Ogni ricetta è un piccolo scrigno dove si mescolano tradizione, storia personale e sapienza “materiale” e spesso è il risultato di un’evoluzione secolare che racchiude cultura, economia, arte e paesaggio che insieme determinano l’identità del territorio stesso.

La tavola allora diventa il punto di partenza per raccontare le storie e il vissuto di una Regione. Con questo scopo nasce il contest: “Storie di piatti e territori” presentato oggi da Sara Nocentini, Assessore a Commercio Cultura e Turismo della Regione Toscana.

Cittadini, blogger, giornalisti italiani e stranieri sono chiamati a raccontare la loro Toscana, o un ricordo legato a questa regione, attraverso la storia di un piatto.

Tutti i testi e le ricette valutate positivamente saranno pubblicate sul sito www.storiedipiatti.it, integrato al sito di Vetrina Toscana, in cui si trovano anche i dettagli del regolamento. Una commissione individuerà i racconti più meritevoli che andranno a formare un e-book gratuito che verrà presentato in occasione di Expo.

Le storie più interessanti verranno raccontate ai media dalla viva voce degli autori e le migliori ricette verranno poi cucinate, insieme allo staff della cooperativa sociale I Ragazzi di Sipario, dalle persone che le hanno inviate.

 

Il contest è organizzato da Vetrina Toscana il progetto di Regione e Unioncamere che negli ultimi tre anni ha puntato ad unire storia, arte, paesaggio ed enogastronomia per poter offrire una visione a 360° della cultura toscana, in collaborazione con Fondazione Sistema Toscana.
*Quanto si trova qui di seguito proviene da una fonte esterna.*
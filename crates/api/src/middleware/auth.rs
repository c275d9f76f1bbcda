//! Bearer token gate for the customer routes.
//!
//! Requests must carry `Authorization: Bearer <token>` where `<token>` equals
//! the configured API token.

use axum::{
    extract::FromRequestParts,
    http::{StatusCode, header::AUTHORIZATION, request::Parts},
    response::{IntoResponse, Response},
};
use secrecy::ExposeSecret;
use tracing::warn;

use crate::error::{ErrorBody, error_response};
use crate::state::AppState;

/// Extractor that requires a valid API token.
///
/// # Example
///
/// ```rust,ignore
/// async fn protected_handler(_: RequireApiToken) -> impl IntoResponse {
///     "secret stuff"
/// }
/// ```
#[derive(Debug, Clone, Copy)]
pub struct RequireApiToken;

/// Error returned when the API token check fails.
#[derive(Debug, Clone, Copy, PartialEq, Eq)]
pub enum TokenRejection {
    /// No `Authorization` header.
    Missing,
    /// Header present but not `Bearer <token>`.
    InvalidFormat,
    /// Well-formed token that does not match.
    Invalid,
}

impl TokenRejection {
    const fn reason(self) -> &'static str {
        match self {
            Self::Missing => "missing_token",
            Self::InvalidFormat => "invalid_token_format",
            Self::Invalid => "invalid_token",
        }
    }

    const fn message(self) -> &'static str {
        match self {
            Self::Missing => "Authentication token not provided, use Authorization: Bearer <token>",
            Self::InvalidFormat => "Invalid token format, use Authorization: Bearer <token>",
            Self::Invalid => "The provided token is not valid",
        }
    }
}

impl IntoResponse for TokenRejection {
    fn into_response(self) -> Response {
        let status = match self {
            Self::Missing | Self::InvalidFormat => StatusCode::UNAUTHORIZED,
            Self::Invalid => StatusCode::FORBIDDEN,
        };
        error_response(
            status,
            ErrorBody::new(self.reason(), self.message()),
            format!("token rejected: {}", self.reason()),
        )
    }
}

impl FromRequestParts<AppState> for RequireApiToken {
    type Rejection = TokenRejection;

    async fn from_request_parts(
        parts: &mut Parts,
        state: &AppState,
    ) -> Result<Self, Self::Rejection> {
        let header = parts
            .headers
            .get(AUTHORIZATION)
            .ok_or(TokenRejection::Missing)?
            .to_str()
            .map_err(|_| TokenRejection::InvalidFormat)?;

        let token = bearer_token(header).ok_or(TokenRejection::InvalidFormat)?;

        if !constant_time_compare(token, state.config().api_token.expose_secret()) {
            warn!(path = %parts.uri.path(), "Rejected request with invalid API token");
            return Err(TokenRejection::Invalid);
        }

        Ok(Self)
    }
}

/// Extract `<token>` from `Bearer <token>`.
///
/// Exactly one space-separated token after the scheme is accepted.
fn bearer_token(header: &str) -> Option<&str> {
    let mut parts = header.split(' ');
    match (parts.next(), parts.next(), parts.next()) {
        (Some("Bearer"), Some(token), None) => Some(token),
        _ => None,
    }
}

/// Constant-time string comparison to prevent timing attacks.
fn constant_time_compare(a: &str, b: &str) -> bool {
    if a.len() != b.len() {
        return false;
    }

    a.bytes()
        .zip(b.bytes())
        .fold(0u8, |acc, (x, y)| acc | (x ^ y))
        == 0
}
Lo scopo non è certo quello di fare un libro di ricette, ma di riappropriarsi di una memoria fondamentale per la qualità della vita, che può rafforzare l‘identità toscana e nello stesso tempo contribuire a migliorare il tessuto economico.

La Toscana che uscirà da questi racconti sarà uno stimolo per attirare nuovi visitatori solleticando la curiosità di scoprire di persona la nostra regione attraverso i suoi tesori, a partire dai piaceri della tavola.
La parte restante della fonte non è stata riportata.